How do natural selection and gene immobility drive evolution and give rise to adaptation, symbiosis, and speciation?

The origin and evolution of life has long been debated, and natural selection and gene drift are considered to be the primary mechanisms of evolution. Natural selection is the process by which individuals with traits that favor survival and reproduction gradually increase, while gene drift is the phenomenon by which the proportions of traits change due to chance factors. Through these mechanisms, evolution leads to biological changes such as adaptation, symbiosis, and speciation.

 

The question of the origin of life has been debated for a long time, and to this day, there are many different theories. The most commonly accepted theory is the mechanism proposed by Charles Darwin in the 17th century under the name “Theory of Evolution”. Although the theory has been modified and refined over the centuries, it is still considered to be the founder of evolution because he was the first to describe the core processes. So, what is evolution? Evolution is the process by which a group of organisms undergoes gradual changes through interactions within the group or with their environment, eventually resulting in changes in the characteristics of the group and the emergence of new species. In this article, we’ll cover the main mechanisms that drive evolution: natural selection and gene flow, as well as co-evolution, symbiosis, and speciation.
There are many different opinions on how evolution works. The two main ones are natural selection and gene immobilization. Natural selection, a theory popularized by Charles Darwin in his book The Origin of Species, is the interaction of a group of organisms with their environment. It is a mechanism by which individuals with traits that favor their survival or reproduction in a given environment survive and reproduce more, so that those individuals gradually become a larger part of the population and lead to the creation of new species. To explain this more concretely, just as not all humans look the same, biological populations have a variety of characteristics due to mutations. Individuals within a population compete for survival and reproduction, and those with favorable traits have an easier time surviving and reproducing. The number of individuals with favorable traits naturally increases in the next generation, and as this change accumulates, the unfavorable traits are eliminated and the favorable traits are passed on.
To illustrate this, let’s look at traits that favor survival and reproduction. A classic example of natural selection on traits that favor survival is the grayling moth, which was native to England during the industrialization of the 19th century. As industrialization made the air more polluted, the white moth became more visible to predators and nearly disappeared from cities. In rural areas, however, white moth populations were still high. An example of natural selection for traits that favor reproduction is the plumage of peacocks. The colorful plumage of male peacocks has no survival advantage and is rather heavy, making it inconvenient for them to live.
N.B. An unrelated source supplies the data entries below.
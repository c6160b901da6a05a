use serde::{Deserialize, Serialize};
use thiserror::Error;
use tokio::sync::{broadcast, mpsc, oneshot};
use tracing::{debug, warn};

use crate::{
    core::store::{MutationStore, StoreError},
    mutation::Mutation,
    types::{MutationId, SurveyId},
};

use super::events::MutationEvent;

#[derive(Debug, Error)]
pub enum RuntimeError {
    #[error(transparent)]
    Store(#[from] StoreError),
    #[error("mutation store task is gone")]
    ChannelClosed,
}

#[derive(Debug, Clone, PartialEq, Eq, Serialize, Deserialize)]
#[serde(default)]
pub struct RuntimeConfig {
    pub command_queue_bound: usize,
    pub event_capacity: usize,
}

impl Default for RuntimeConfig {
    fn default() -> Self {
        Self {
            command_queue_bound: 256,
            event_capacity: 1024,
        }
    }
}

/// Cloneable handle to the task that owns the [`MutationStore`].
#[derive(Clone)]
pub struct MutationStoreHandle {
    cmd_tx: mpsc::Sender<Command>,
    events_tx: broadcast::Sender<MutationEvent>,
}

type Reply<T> = oneshot::Sender<Result<T, StoreError>>;

enum Command {
    Create {
        mutation: Box<Mutation>,
        resp: Reply<MutationId>,
    },
    Get {
        id: MutationId,
        resp: Reply<Option<Mutation>>,
    },
    ListPending {
        survey_id: SurveyId,
        resp: Reply<Vec<Mutation>>,
    },
    ListAll {
        survey_id: SurveyId,
        resp: Reply<Vec<Mutation>>,
    },
    PendingCount {
        survey_id: SurveyId,
        resp: Reply<usize>,
    },
    MarkInProgress {
        id: MutationId,
        resp: Reply<Mutation>,
    },
    MarkCompleted {
        id: MutationId,
        resp: Reply<Mutation>,
    },
    MarkFailed {
        id: MutationId,
        error: String,
        retryable: bool,
        resp: Reply<Mutation>,
    },
    RequestRetry {
        id: MutationId,
        resp: Reply<Mutation>,
    },
    PurgeCompleted {
        survey_id: SurveyId,
        resp: Reply<usize>,
    },
    ReleaseInterrupted {
        survey_id: SurveyId,
        resp: Reply<usize>,
    },
    Shutdown {
        resp: oneshot::Sender<()>,
    },
}

/// Moves `store` onto its own task and returns the handle that feeds it.
pub fn spawn_mutation_store(store: MutationStore, config: RuntimeConfig) -> MutationStoreHandle {
    let (cmd_tx, mut cmd_rx) = mpsc::channel::<Command>(config.command_queue_bound.max(1));
    let (events_tx, _) = broadcast::channel::<MutationEvent>(config.event_capacity.max(1));

    let events_tx_loop = events_tx.clone();

    tokio::spawn(async move {
        let mut store = store;
        while let Some(cmd) = cmd_rx.recv().await {
            if handle_command(cmd, &mut store, &events_tx_loop) {
                break;
            }
        }
        debug!("mutation store task stopped");
    });

    MutationStoreHandle { cmd_tx, events_tx }
}

impl MutationStoreHandle {
    pub fn subscribe(&self) -> broadcast::Receiver<MutationEvent> {
        self.events_tx.subscribe()
    }

    pub async fn create(&self, mutation: Mutation) -> Result<MutationId, RuntimeError> {
        self.request(|resp| Command::Create {
            mutation: Box::new(mutation),
            resp,
        })
        .await
    }

    pub async fn get(&self, id: MutationId) -> Result<Option<Mutation>, RuntimeError> {
        self.request(|resp| Command::Get { id, resp }).await
    }

    pub async fn list_pending(
        &self,
        survey_id: impl Into<SurveyId>,
    ) -> Result<Vec<Mutation>, RuntimeError> {
        let survey_id = survey_id.into();
        self.request(|resp| Command::ListPending { survey_id, resp })
            .await
    }

    pub async fn list_all(
        &self,
        survey_id: impl Into<SurveyId>,
    ) -> Result<Vec<Mutation>, RuntimeError> {
        let survey_id = survey_id.into();
        self.request(|resp| Command::ListAll { survey_id, resp }).await
    }

    pub async fn pending_count(&self, survey_id: impl Into<SurveyId>) -> Result<usize, RuntimeError> {
        let survey_id = survey_id.into();
        self.request(|resp| Command::PendingCount { survey_id, resp })
            .await
    }

    pub async fn mark_in_progress(&self, id: MutationId) -> Result<Mutation, RuntimeError> {
        self.request(|resp| Command::MarkInProgress { id, resp }).await
    }

    pub async fn mark_completed(&self, id: MutationId) -> Result<Mutation, RuntimeError> {
        self.request(|resp| Command::MarkCompleted { id, resp }).await
    }

    pub async fn mark_failed(
        &self,
        id: MutationId,
        error: impl Into<String>,
        retryable: bool,
    ) -> Result<Mutation, RuntimeError> {
        let error = error.into();
        self.request(|resp| Command::MarkFailed {
            id,
            error,
            retryable,
            resp,
        })
        .await
    }

    pub async fn request_retry(&self, id: MutationId) -> Result<Mutation, RuntimeError> {
        self.request(|resp| Command::RequestRetry { id, resp }).await
    }

    pub async fn purge_completed(
        &self,
        survey_id: impl Into<SurveyId>,
    ) -> Result<usize, RuntimeError> {
        let survey_id = survey_id.into();
        self.request(|resp| Command::PurgeCompleted { survey_id, resp })
            .await
    }

    pub async fn release_interrupted(
        &self,
        survey_id: impl Into<SurveyId>,
    ) -> Result<usize, RuntimeError> {
        let survey_id = survey_id.into();
        self.request(|resp| Command::ReleaseInterrupted { survey_id, resp })
            .await
    }

    pub async fn shutdown(&self) -> Result<(), RuntimeError> {
        let (tx, rx) = oneshot::channel();
        self.cmd_tx
            .send(Command::Shutdown { resp: tx })
            .await
            .map_err(|_| RuntimeError::ChannelClosed)?;
        rx.await.map_err(|_| RuntimeError::ChannelClosed)
    }

    async fn request<T>(
        &self,
        make: impl FnOnce(Reply<T>) -> Command,
    ) -> Result<T, RuntimeError> {
        let (tx, rx) = oneshot::channel();
        self.cmd_tx
            .send(make(tx))
            .await
            .map_err(|_| RuntimeError::ChannelClosed)?;
        let res = rx.await.map_err(|_| RuntimeError::ChannelClosed)?;
        Ok(res?)
    }
}

fn handle_command(
    cmd: Command,
    store: &mut MutationStore,
    events_tx: &broadcast::Sender<MutationEvent>,
) -> bool {
    match cmd {
        Command::Create { mutation, resp } => {
            let survey_id = mutation.survey_id().to_string();
            let res = store.create(*mutation);
            if let Ok(id) = &res {
                let _ = events_tx.send(MutationEvent::Created {
                    id: *id,
                    survey_id: survey_id.clone(),
                });
                publish_pending_count(store, events_tx, &survey_id);
            }
            let _ = resp.send(res);
        }
        Command::Get { id, resp } => {
            let _ = resp.send(store.get(id));
        }
        Command::ListPending { survey_id, resp } => {
            let _ = resp.send(store.list_pending(&survey_id));
        }
        Command::ListAll { survey_id, resp } => {
            let _ = resp.send(store.list_all(&survey_id));
        }
        Command::PendingCount { survey_id, resp } => {
            let _ = resp.send(store.pending_count(&survey_id));
        }
        Command::MarkInProgress { id, resp } => {
            let res = store.mark_in_progress(id);
            publish_status(store, events_tx, &res);
            let _ = resp.send(res);
        }
        Command::MarkCompleted { id, resp } => {
            let res = store.mark_completed(id);
            publish_status(store, events_tx, &res);
            let _ = resp.send(res);
        }
        Command::MarkFailed {
            id,
            error,
            retryable,
            resp,
        } => {
            let res = store.mark_failed(id, &error, retryable);
            publish_status(store, events_tx, &res);
            let _ = resp.send(res);
        }
        Command::RequestRetry { id, resp } => {
            let res = store.request_retry(id);
            publish_status(store, events_tx, &res);
            let _ = resp.send(res);
        }
        Command::PurgeCompleted { survey_id, resp } => {
            let res = store.purge_completed(&survey_id);
            if let Ok(removed) = res {
                let _ = events_tx.send(MutationEvent::Purged {
                    survey_id: survey_id.clone(),
                    removed,
                });
            }
            let _ = resp.send(res);
        }
        Command::ReleaseInterrupted { survey_id, resp } => {
            let res = store.release_interrupted(&survey_id);
            if let Ok(count) = res {
                if count > 0 {
                    let _ = events_tx.send(MutationEvent::Released {
                        survey_id: survey_id.clone(),
                        count,
                    });
                    publish_pending_count(store, events_tx, &survey_id);
                }
            }
            let _ = resp.send(res);
        }
        Command::Shutdown { resp } => {
            let _ = resp.send(());
            return true;
        }
    }

    false
}

fn publish_status(
    store: &MutationStore,
    events_tx: &broadcast::Sender<MutationEvent>,
    res: &Result<Mutation, StoreError>,
) {
    let Ok(mutation) = res else {
        return;
    };
    if let Some(id) = mutation.id() {
        let _ = events_tx.send(MutationEvent::StatusChanged {
            id,
            status: mutation.sync_status(),
        });
    }
    publish_pending_count(store, events_tx, mutation.survey_id());
}

fn publish_pending_count(
    store: &MutationStore,
    events_tx: &broadcast::Sender<MutationEvent>,
    survey_id: &str,
) {
    match store.pending_count(survey_id) {
        Ok(count) => {
            let _ = events_tx.send(MutationEvent::PendingCount {
                survey_id: survey_id.to_string(),
                count,
            });
        }
        Err(err) => warn!(survey_id, %err, "pending count unavailable"),
    }
}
Nevertheless, because females prefer colorful plumage, males have developed more colorful plumage, which is a classic example of sexual selection that increases reproductive success.
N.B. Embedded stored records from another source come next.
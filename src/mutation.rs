//! Pending local edits and their persistence envelope.

use chrono::{DateTime, Utc};
use serde::{Deserialize, Serialize};

use crate::{
    geometry::Geometry,
    model::{Job, ValueDelta},
    types::{LoiId, MutationId, MutationType, SurveyId, SyncStatus, UserId},
};

/// Version number for serialized [`MutationEnvelope`] payloads.
pub const MUTATION_FORMAT_VERSION: u16 = 1;

/// Fields shared by every mutation variant.
#[derive(Debug, Clone, PartialEq, Eq, Serialize, Deserialize)]
pub struct MutationMeta {
    /// Local id, assigned on first persist.
    pub id: Option<MutationId>,
    /// Kind of change.
    pub mutation_type: MutationType,
    /// Propagation stage.
    pub sync_status: SyncStatus,
    /// Owning survey.
    pub survey_id: SurveyId,
    /// LOI the change applies to, directly or through a submission.
    pub location_of_interest_id: LoiId,
    /// Author of the change.
    pub user_id: UserId,
    /// Device time the change was made.
    pub client_timestamp: DateTime<Utc>,
    /// Failed sync attempts so far.
    pub retry_count: u32,
    /// Diagnostic from the last failed attempt.
    pub last_error: String,
    /// Set when automatic retries stopped and the user has to retry.
    #[serde(default)]
    pub needs_manual_retry: bool,
}

impl MutationMeta {
    /// Metadata for a new, unpersisted mutation.
    pub fn new(
        mutation_type: MutationType,
        survey_id: impl Into<SurveyId>,
        location_of_interest_id: impl Into<LoiId>,
        user_id: impl Into<UserId>,
        client_timestamp: DateTime<Utc>,
    ) -> Self {
        Self {
            id: None,
            mutation_type,
            sync_status: SyncStatus::Unknown,
            survey_id: survey_id.into(),
            location_of_interest_id: location_of_interest_id.into(),
            user_id: user_id.into(),
            client_timestamp,
            retry_count: 0,
            last_error: String::new(),
            needs_manual_retry: false,
        }
    }
}

/// Change to an LOI's fields or geometry.
#[derive(Debug, Clone, PartialEq, Serialize, Deserialize)]
pub struct LocationOfInterestMutation {
    /// Shared metadata.
    pub meta: MutationMeta,
    /// Job the LOI belongs to.
    pub job_id: String,
    /// Replacement user-facing id.
    pub custom_id: Option<String>,
    /// Replacement caption.
    pub caption: Option<String>,
    /// Replacement geometry; absent for deletes.
    pub geometry: Option<Geometry>,
}

/// Change to a submission's answers.
#[derive(Debug, Clone, PartialEq, Serialize, Deserialize)]
pub struct SubmissionMutation {
    /// Shared metadata.
    pub meta: MutationMeta,
    /// Schema the answers refer to.
    pub job: Job,
    /// Submission being changed.
    pub submission_id: String,
    /// Per-task changes in edit order.
    pub response_deltas: Vec<ValueDelta>,
}

/// Pending local edit awaiting synchronization.
#[derive(Debug, Clone, PartialEq, Serialize, Deserialize)]
pub enum Mutation {
    /// Edit of an LOI.
    LocationOfInterest(LocationOfInterestMutation),
    /// Edit of a submission.
    Submission(SubmissionMutation),
}

/// Sparse override set; each `Some` replaces the base value.
///
/// Only lifecycle fields are overridable. Identity, type, references and
/// the client timestamp are carried forward from the base unchanged.
#[derive(Debug, Clone, PartialEq, Eq, Default)]
pub struct MutationOverrides {
    /// Id to assign; ignored when the base already has one.
    pub id: Option<MutationId>,
    /// Replacement status.
    pub sync_status: Option<SyncStatus>,
    /// Replacement retry count.
    pub retry_count: Option<u32>,
    /// Replacement error text.
    pub last_error: Option<String>,
    /// Replacement manual-retry flag.
    pub needs_manual_retry: Option<bool>,
}

impl MutationOverrides {
    /// Returns true when no fields are set.
    pub fn is_empty(&self) -> bool {
        self == &Self::default()
    }

    fn apply_to(&self, meta: &mut MutationMeta) {
        if meta.id.is_none() {
            meta.id = self.id;
        }
        if let Some(v) = self.sync_status {
            meta.sync_status = v;
        }
        if let Some(v) = self.retry_count {
            meta.retry_count = v;
        }
        if let Some(v) = &self.last_error {
            meta.last_error = v.clone();
        }
        if let Some(v) = self.needs_manual_retry {
            meta.needs_manual_retry = v;
        }
    }
}

impl Mutation {
    /// Shared metadata.
    pub fn meta(&self) -> &MutationMeta {
        match self {
            Self::LocationOfInterest(m) => &m.meta,
            Self::Submission(m) => &m.meta,
        }
    }

    /// Local id, if persisted.
    pub fn id(&self) -> Option<MutationId> {
        self.meta().id
    }

    /// Current propagation stage.
    pub fn sync_status(&self) -> SyncStatus {
        self.meta().sync_status
    }

    /// Owning survey.
    pub fn survey_id(&self) -> &str {
        &self.meta().survey_id
    }

    /// Variant label used in logs and storage.
    pub fn kind(&self) -> &'static str {
        match self {
            Self::LocationOfInterest(_) => "loi",
            Self::Submission(_) => "submission",
        }
    }

    /// Remote entity id the mutation writes to.
    pub fn entity_id(&self) -> &str {
        match self {
            Self::LocationOfInterest(m) => &m.meta.location_of_interest_id,
            Self::Submission(m) => &m.submission_id,
        }
    }

    /// Returns a copy with `overrides` applied. `self` is left untouched.
    pub fn with_fields(&self, overrides: &MutationOverrides) -> Self {
        let mut next = self.clone();
        overrides.apply_to(next.meta_mut());
        next
    }

    /// Keeps only submission mutations, in input order.
    pub fn filter_submissions(mutations: &[Mutation]) -> Vec<SubmissionMutation> {
        mutations
            .iter()
            .filter_map(|m| match m {
                Self::Submission(s) => Some(s.clone()),
                Self::LocationOfInterest(_) => None,
            })
            .collect()
    }

    /// Keeps only LOI mutations, in input order.
    pub fn filter_location_of_interests(mutations: &[Mutation]) -> Vec<LocationOfInterestMutation> {
        mutations
            .iter()
            .filter_map(|m| match m {
                Self::LocationOfInterest(l) => Some(l.clone()),
                Self::Submission(_) => None,
            })
            .collect()
    }

    fn meta_mut(&mut self) -> &mut MutationMeta {
        match self {
            Self::LocationOfInterest(m) => &mut m.meta,
            Self::Submission(m) => &mut m.meta,
        }
    }
}

impl From<LocationOfInterestMutation> for Mutation {
    fn from(value: LocationOfInterestMutation) -> Self {
        Self::LocationOfInterest(value)
    }
}

impl From<SubmissionMutation> for Mutation {
    fn from(value: SubmissionMutation) -> Self {
        Self::Submission(value)
    }
}

/// Versioned wrapper for stable on-disk payload decoding.
#[derive(Debug, Clone, PartialEq, Serialize, Deserialize)]
pub struct MutationEnvelope {
    /// Payload format version.
    pub format_version: u16,
    /// Wrapped mutation.
    pub mutation: Mutation,
}

impl MutationEnvelope {
    /// Constructs an envelope using [`MUTATION_FORMAT_VERSION`].
    pub fn new(mutation: Mutation) -> Self {
        Self {
            format_version: MUTATION_FORMAT_VERSION,
            mutation,
        }
    }
}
Gene floating, on the other hand, is caused by reproductive processes and other circumstances within a population rather than competition. This can be analogized to an experiment with marbles in an empty jar. If you have a jar containing white and black marbles, randomly select marbles from the first jar and repeat the process with the same color marbles in a second jar, the proportion of marbles in the second jar may be different from the first. This illustrates that even in real-world biological populations, the proportions of alleles can change due to reproduction or other factors. An extreme example of genetic immobility is the elephant seal, of which only 20 remain due to hunting in the 19th century. Because the genetic traits of the 20 surviving animals were so similar, the genetic diversity among them remains very low, even though the population has since increased significantly. In contrast to competition in natural selection, gene floating is a phenomenon in which the proportions of traits vary due to chance or external factors during reproduction.
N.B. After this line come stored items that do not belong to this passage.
use super::wire::{
    AuditInfoWire, Collection, CoordinatesWire, DocumentPath, GeometryWire, LinearRingWire,
    LoiDocument, MultiPolygonWire, PointWire, PolygonWire, RemoteWrite, SubmissionDocument,
    Timestamp,
};

#[derive(Debug, Error)]
pub enum TranslateError {
    #[error("{0} has no remote representation")]
    UnsupportedVariant(&'static str),
    #[error("task `{0}` is not part of the job")]
    UnknownTask(String),
    #[error("value for task `{task_id}` does not match task type {expected:?}")]
    TypeMismatch { task_id: String, expected: TaskType },
    #[error("malformed value for task `{task_id}`: {reason}")]
    MalformedValue { task_id: String, reason: String },
    #[error("document is missing `{0}`")]
    MissingField(&'static str),
    #[error("timestamp {0}s is out of range")]
    InvalidTimestamp(i64),
    #[error("document belongs to job `{found}`, expected `{expected}`")]
    JobMismatch { expected: String, found: String },
    #[error("invalid geometry: {0}")]
    InvalidGeometry(#[from] GeometryError),
    #[error("coordinates ({lat}, {lng}) are not finite")]
    NonFiniteCoordinates { lat: f64, lng: f64 },
    #[error("invalid geoJson: {0}")]
    InvalidGeoJson(String),
    #[error("encoding: {0}")]
    Encoding(#[from] serde_json::Error),
}

pub type TranslateResult<T> = Result<T, TranslateError>;

// Timestamps

/// Truncates to whole seconds.
pub fn to_wire_timestamp(time: DateTime<Utc>) -> Timestamp {
    Timestamp {
        seconds: time.timestamp(),
    }
}

pub fn from_wire_timestamp(ts: Timestamp) -> TranslateResult<DateTime<Utc>> {
    DateTime::from_timestamp(ts.seconds, 0).ok_or(TranslateError::InvalidTimestamp(ts.seconds))
}

// Audit info

pub fn to_remote_audit_info(
    user: &User,
    client_timestamp: DateTime<Utc>,
    server_timestamp: Option<DateTime<Utc>>,
) -> AuditInfoWire {
    AuditInfoWire {
        user_id: user.id.clone(),
        photo_url: user.photo_url.clone(),
        display_name: user.display_name.clone(),
        client_timestamp: to_wire_timestamp(client_timestamp),
        server_timestamp: server_timestamp.map(to_wire_timestamp),
    }
}

pub fn audit_info_from_remote(wire: &AuditInfoWire) -> TranslateResult<AuditInfo> {
    Ok(AuditInfo {
        user: User {
            id: wire.user_id.clone(),
            display_name: wire.display_name.clone(),
            photo_url: wire.photo_url.clone(),
        },
        client_timestamp: from_wire_timestamp(wire.client_timestamp)?,
        server_timestamp: wire.server_timestamp.map(from_wire_timestamp).transpose()?,
    })
}

// Geometry

fn to_remote_coordinates(c: &Coordinates) -> TranslateResult<CoordinatesWire> {
    if !c.lat.is_finite() || !c.lng.is_finite() {
        return Err(TranslateError::NonFiniteCoordinates {
            lat: c.lat,
            lng: c.lng,
        });
    }
    Ok(CoordinatesWire {
        latitude: c.lat,
        longitude: c.lng,
    })
}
The consequences of evolution include adaptation, symbiosis, and speciation. Adaptation is the change in a population to suit a specific environment, such as bacteria becoming resistant to antibiotics. Another example of adaptation is the concept of homologous organelles. Homologous organs are structurally similar organs that have different appearances and roles, showing that they have the same evolutionary origin. Examples include the human hand and the wings of bats. Vestigial organs are also a form of adaptation: organs that were once necessary but are no longer used. The human tailbone is an example of this.
Symbiosis is a relationship in which two groups of organisms mutually benefit. The relationship between ants and aphids is a prime example. The ants protect the aphids, and the aphids provide sugars for the ants, and vice versa.
Speciation is the separation of one species from another through evolution. There are four main ways speciation can occur. First, there is ectopic speciation, where geographically isolated populations evolve into different species over time. Second, there is migratory speciation, which occurs when parts of a population migrate to different regions. Third, there is physiological speciation, which is caused by differences in reproductive systems, and finally, there is proximate speciation, which is caused by differences in the rate of adaptation to environmental changes.
In conclusion, natural selection and gene drift are important mechanisms that drive evolution, resulting in phenomena such as adaptation, symbiosis, and speciation. Evolution is not just a past event, but an ongoing phenomenon, and its study is important not only for understanding the biological past, but also for predicting the future.